**Work order**
Each of the lines below must be restated exactly.

**Supplied records**
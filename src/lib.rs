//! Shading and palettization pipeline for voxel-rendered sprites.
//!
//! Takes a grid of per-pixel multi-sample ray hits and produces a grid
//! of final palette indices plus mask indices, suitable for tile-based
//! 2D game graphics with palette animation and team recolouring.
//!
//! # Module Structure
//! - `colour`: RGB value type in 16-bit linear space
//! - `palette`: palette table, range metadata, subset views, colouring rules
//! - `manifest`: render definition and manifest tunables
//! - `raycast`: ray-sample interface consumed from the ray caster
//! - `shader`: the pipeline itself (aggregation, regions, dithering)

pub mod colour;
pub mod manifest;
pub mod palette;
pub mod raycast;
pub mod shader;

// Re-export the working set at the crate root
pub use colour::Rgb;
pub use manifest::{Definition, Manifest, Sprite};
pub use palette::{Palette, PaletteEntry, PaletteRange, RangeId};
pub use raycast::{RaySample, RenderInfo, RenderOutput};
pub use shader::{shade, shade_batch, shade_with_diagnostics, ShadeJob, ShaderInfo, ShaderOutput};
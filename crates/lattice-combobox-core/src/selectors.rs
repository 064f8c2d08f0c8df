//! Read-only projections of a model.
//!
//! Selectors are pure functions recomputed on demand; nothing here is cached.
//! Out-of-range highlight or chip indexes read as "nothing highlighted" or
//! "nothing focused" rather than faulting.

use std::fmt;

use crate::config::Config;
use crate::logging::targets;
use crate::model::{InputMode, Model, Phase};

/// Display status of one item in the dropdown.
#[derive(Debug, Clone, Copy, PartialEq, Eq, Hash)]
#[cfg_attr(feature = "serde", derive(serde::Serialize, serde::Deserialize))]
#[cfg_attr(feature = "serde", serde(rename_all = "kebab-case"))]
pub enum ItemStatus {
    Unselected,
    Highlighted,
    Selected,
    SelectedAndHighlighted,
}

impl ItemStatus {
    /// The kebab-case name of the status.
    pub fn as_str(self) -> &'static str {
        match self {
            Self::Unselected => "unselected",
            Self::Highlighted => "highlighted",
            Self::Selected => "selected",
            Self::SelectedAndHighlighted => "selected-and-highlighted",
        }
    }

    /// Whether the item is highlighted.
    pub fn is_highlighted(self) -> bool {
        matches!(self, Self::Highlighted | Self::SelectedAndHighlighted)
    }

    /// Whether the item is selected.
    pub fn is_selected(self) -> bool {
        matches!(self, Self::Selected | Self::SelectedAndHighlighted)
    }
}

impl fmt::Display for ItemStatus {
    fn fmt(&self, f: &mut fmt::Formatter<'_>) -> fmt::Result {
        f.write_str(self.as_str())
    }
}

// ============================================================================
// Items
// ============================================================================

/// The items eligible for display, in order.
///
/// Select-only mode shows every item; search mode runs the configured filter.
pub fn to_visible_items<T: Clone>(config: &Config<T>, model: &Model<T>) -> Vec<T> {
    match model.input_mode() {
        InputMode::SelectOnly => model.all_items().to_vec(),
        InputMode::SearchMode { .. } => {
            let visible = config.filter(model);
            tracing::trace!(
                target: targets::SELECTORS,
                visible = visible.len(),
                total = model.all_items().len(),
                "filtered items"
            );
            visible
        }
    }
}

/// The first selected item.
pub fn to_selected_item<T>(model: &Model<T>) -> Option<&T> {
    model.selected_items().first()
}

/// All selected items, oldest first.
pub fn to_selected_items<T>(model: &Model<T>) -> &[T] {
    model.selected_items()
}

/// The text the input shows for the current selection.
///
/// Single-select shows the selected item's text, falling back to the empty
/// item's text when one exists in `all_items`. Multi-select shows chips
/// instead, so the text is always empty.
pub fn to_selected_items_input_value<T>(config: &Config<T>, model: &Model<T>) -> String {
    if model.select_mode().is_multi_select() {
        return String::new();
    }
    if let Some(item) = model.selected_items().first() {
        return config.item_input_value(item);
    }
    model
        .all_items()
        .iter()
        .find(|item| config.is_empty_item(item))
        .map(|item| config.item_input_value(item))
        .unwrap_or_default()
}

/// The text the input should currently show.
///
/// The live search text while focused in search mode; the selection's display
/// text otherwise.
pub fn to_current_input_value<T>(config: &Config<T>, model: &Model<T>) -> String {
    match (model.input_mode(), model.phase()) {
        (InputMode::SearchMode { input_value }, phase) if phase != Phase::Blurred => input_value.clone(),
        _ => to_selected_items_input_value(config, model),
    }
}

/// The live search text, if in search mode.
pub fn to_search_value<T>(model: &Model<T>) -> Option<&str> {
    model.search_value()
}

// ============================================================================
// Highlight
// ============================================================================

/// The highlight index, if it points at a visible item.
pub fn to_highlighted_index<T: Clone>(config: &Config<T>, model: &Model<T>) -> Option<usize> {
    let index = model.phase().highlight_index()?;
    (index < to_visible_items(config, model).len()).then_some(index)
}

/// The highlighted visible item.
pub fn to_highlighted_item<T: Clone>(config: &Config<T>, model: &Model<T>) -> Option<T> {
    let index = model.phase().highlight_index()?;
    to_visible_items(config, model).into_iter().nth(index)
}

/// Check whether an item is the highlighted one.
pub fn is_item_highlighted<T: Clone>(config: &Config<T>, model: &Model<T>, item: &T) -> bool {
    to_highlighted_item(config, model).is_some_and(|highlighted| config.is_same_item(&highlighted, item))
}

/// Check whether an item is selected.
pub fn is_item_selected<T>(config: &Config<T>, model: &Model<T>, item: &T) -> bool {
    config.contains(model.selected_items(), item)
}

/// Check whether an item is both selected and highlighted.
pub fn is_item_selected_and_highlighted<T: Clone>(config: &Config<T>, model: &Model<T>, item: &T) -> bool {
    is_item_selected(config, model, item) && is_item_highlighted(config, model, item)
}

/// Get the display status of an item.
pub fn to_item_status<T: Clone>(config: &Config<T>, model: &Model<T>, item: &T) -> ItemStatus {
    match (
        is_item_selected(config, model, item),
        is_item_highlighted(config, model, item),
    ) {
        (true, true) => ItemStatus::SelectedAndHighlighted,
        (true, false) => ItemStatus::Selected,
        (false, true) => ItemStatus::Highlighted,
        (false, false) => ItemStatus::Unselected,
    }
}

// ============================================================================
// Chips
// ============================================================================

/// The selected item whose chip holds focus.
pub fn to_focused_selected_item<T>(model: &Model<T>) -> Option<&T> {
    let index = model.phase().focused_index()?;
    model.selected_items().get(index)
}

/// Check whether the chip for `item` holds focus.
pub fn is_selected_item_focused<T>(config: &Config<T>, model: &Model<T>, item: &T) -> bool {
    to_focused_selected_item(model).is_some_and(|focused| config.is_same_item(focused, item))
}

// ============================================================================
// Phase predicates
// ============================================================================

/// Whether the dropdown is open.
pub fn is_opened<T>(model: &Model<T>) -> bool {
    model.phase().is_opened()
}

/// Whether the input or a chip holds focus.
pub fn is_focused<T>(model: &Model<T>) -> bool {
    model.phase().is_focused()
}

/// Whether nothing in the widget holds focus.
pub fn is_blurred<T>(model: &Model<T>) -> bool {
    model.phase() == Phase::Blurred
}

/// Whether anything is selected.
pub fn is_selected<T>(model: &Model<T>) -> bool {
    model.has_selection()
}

**Answer for the task**
filename src/lib.rs
//! Shading and palettization pipeline for voxel-rendered sprites.
//!
//! Takes a grid of per-pixel multi-sample ray hits and produces a grid
//! of final palette indices plus mask indices, suitable for tile-based
//! 2D game graphics with palette animation and team recolouring.
//!
//! # Module Structure
//! - `colour`: RGB value type in 16-bit linear space
//! - `palette`: palette table, range metadata, subset views, colouring rules
//! - `manifest`: render definition and manifest tunables
//! - `raycast`: ray-sample interface consumed from the ray caster
//! - `shader`: the pipeline itself (aggregation, regions, dithering)

pub mod colour;
pub mod manifest;
pub mod palette;
pub mod raycast;
pub mod shader;

// Re-export the working set at the crate root
pub use colour::Rgb;
pub use manifest::{Definition, Manifest, Sprite};
pub use palette::{Palette, PaletteEntry, PaletteRange, RangeId};
pub use raycast::{RaySample, RenderInfo, RenderOutput};
pub use shader::{shade, shade_batch, shade_with_diagnostics, ShadeJob, ShaderInfo, ShaderOutput};
filename crates/lattice-combobox-core/src/selectors.rs
repository 064f8c2d08f0c8df
//! Read-only projections of a model.
//!
//! Selectors are pure functions recomputed on demand; nothing here is cached.
//! Out-of-range highlight or chip indexes read as "nothing highlighted" or
//! "nothing focused" rather than faulting.

use std::fmt;

use crate::config::Config;
use crate::logging::targets;
use crate::model::{InputMode, Model, Phase};

/// Display status of one item in the dropdown.
#[derive(Debug, Clone, Copy, PartialEq, Eq, Hash)]
#[cfg_attr(feature = "serde", derive(serde::Serialize, serde::Deserialize))]
#[cfg_attr(feature = "serde", serde(rename_all = "kebab-case"))]
pub enum ItemStatus {
    Unselected,
    Highlighted,
    Selected,
    SelectedAndHighlighted,
}

impl ItemStatus {
    /// The kebab-case name of the status.
    pub fn as_str(self) -> &'static str {
        match self {
            Self::Unselected => "unselected",
            Self::Highlighted => "highlighted",
            Self::Selected => "selected",
            Self::SelectedAndHighlighted => "selected-and-highlighted",
        }
    }

    /// Whether the item is highlighted.
    pub fn is_highlighted(self) -> bool {
        matches!(self, Self::Highlighted | Self::SelectedAndHighlighted)
    }

    /// Whether the item is selected.
    pub fn is_selected(self) -> bool {
        matches!(self, Self::Selected | Self::SelectedAndHighlighted)
    }
}

impl fmt::Display for ItemStatus {
    fn fmt(&self, f: &mut fmt::Formatter<'_>) -> fmt::Result {
        f.write_str(self.as_str())
    }
}

// ============================================================================
// Items
// ============================================================================

/// The items eligible for display, in order.
///
/// Select-only mode shows every item; search mode runs the configured filter.
pub fn to_visible_items<T: Clone>(config: &Config<T>, model: &Model<T>) -> Vec<T> {
    match model.input_mode() {
        InputMode::SelectOnly => model.all_items().to_vec(),
        InputMode::SearchMode { .. } => {
            let visible = config.filter(model);
            tracing::trace!(
                target: targets::SELECTORS,
                visible = visible.len(),
                total = model.all_items().len(),
                "filtered items"
            );
            visible
        }
    }
}

/// The first selected item.
pub fn to_selected_item<T>(model: &Model<T>) -> Option<&T> {
    model.selected_items().first()
}

/// All selected items, oldest first.
pub fn to_selected_items<T>(model: &Model<T>) -> &[T] {
    model.selected_items()
}

/// The text the input shows for the current selection.
///
/// Single-select shows the selected item's text, falling back to the empty
/// item's text when one exists in `all_items`. Multi-select shows chips
/// instead, so the text is always empty.
pub fn to_selected_items_input_value<T>(config: &Config<T>, model: &Model<T>) -> String {
    if model.select_mode().is_multi_select() {
        return String::new();
    }
    if let Some(item) = model.selected_items().first() {
        return config.item_input_value(item);
    }
    model
        .all_items()
        .iter()
        .find(|item| config.is_empty_item(item))
        .map(|item| config.item_input_value(item))
        .unwrap_or_default()
}

/// The text the input should currently show.
///
/// The live search text while focused in search mode; the selection's display
/// text otherwise.
pub fn to_current_input_value<T>(config: &Config<T>, model: &Model<T>) -> String {
    match (model.input_mode(), model.phase()) {
        (InputMode::SearchMode { input_value }, phase) if phase != Phase::Blurred => input_value.clone(),
        _ => to_selected_items_input_value(config, model),
    }
}

/// The live search text, if in search mode.
pub fn to_search_value<T>(model: &Model<T>) -> Option<&str> {
    model.search_value()
}

// ============================================================================
// Highlight
// ============================================================================

/// The highlight index, if it points at a visible item.
pub fn to_highlighted_index<T: Clone>(config: &Config<T>, model: &Model<T>) -> Option<usize> {
    let index = model.phase().highlight_index()?;
    (index < to_visible_items(config, model).len()).then_some(index)
}

/// The highlighted visible item.
pub fn to_highlighted_item<T: Clone>(config: &Config<T>, model: &Model<T>) -> Option<T> {
    let index = model.phase().highlight_index()?;
    to_visible_items(config, model).into_iter().nth(index)
}

/// Check whether an item is the highlighted one.
pub fn is_item_highlighted<T: Clone>(config: &Config<T>, model: &Model<T>, item: &T) -> bool {
    to_highlighted_item(config, model).is_some_and(|highlighted| config.is_same_item(&highlighted, item))
}

/// Check whether an item is selected.
pub fn is_item_selected<T>(config: &Config<T>, model: &Model<T>, item: &T) -> bool {
    config.contains(model.selected_items(), item)
}

/// Check whether an item is both selected and highlighted.
pub fn is_item_selected_and_highlighted<T: Clone>(config: &Config<T>, model: &Model<T>, item: &T) -> bool {
    is_item_selected(config, model, item) && is_item_highlighted(config, model, item)
}

/// Get the display status of an item.
pub fn to_item_status<T: Clone>(config: &Config<T>, model: &Model<T>, item: &T) -> ItemStatus {
    match (
        is_item_selected(config, model, item),
        is_item_highlighted(config, model, item),
    ) {
        (true, true) => ItemStatus::SelectedAndHighlighted,
        (true, false) => ItemStatus::Selected,
        (false, true) => ItemStatus::Highlighted,
        (false, false) => ItemStatus::Unselected,
    }
}

// ============================================================================
// Chips
// ============================================================================

/// The selected item whose chip holds focus.
pub fn to_focused_selected_item<T>(model: &Model<T>) -> Option<&T> {
    let index = model.phase().focused_index()?;
    model.selected_items().get(index)
}

/// Check whether the chip for `item` holds focus.
pub fn is_selected_item_focused<T>(config: &Config<T>, model: &Model<T>, item: &T) -> bool {
    to_focused_selected_item(model).is_some_and(|focused| config.is_same_item(focused, item))
}

// ============================================================================
// Phase predicates
// ============================================================================

/// Whether the dropdown is open.
pub fn is_opened<T>(model: &Model<T>) -> bool {
    model.phase().is_opened()
}

/// Whether the input or a chip holds focus.
pub fn is_focused<T>(model: &Model<T>) -> bool {
    model.phase().is_focused()
}

/// Whether nothing in the widget holds focus.
pub fn is_blurred<T>(model: &Model<T>) -> bool {
    model.phase() == Phase::Blurred
}

/// Whether anything is selected.
pub fn is_selected<T>(model: &Model<T>) -> bool {
    model.has_selection()
}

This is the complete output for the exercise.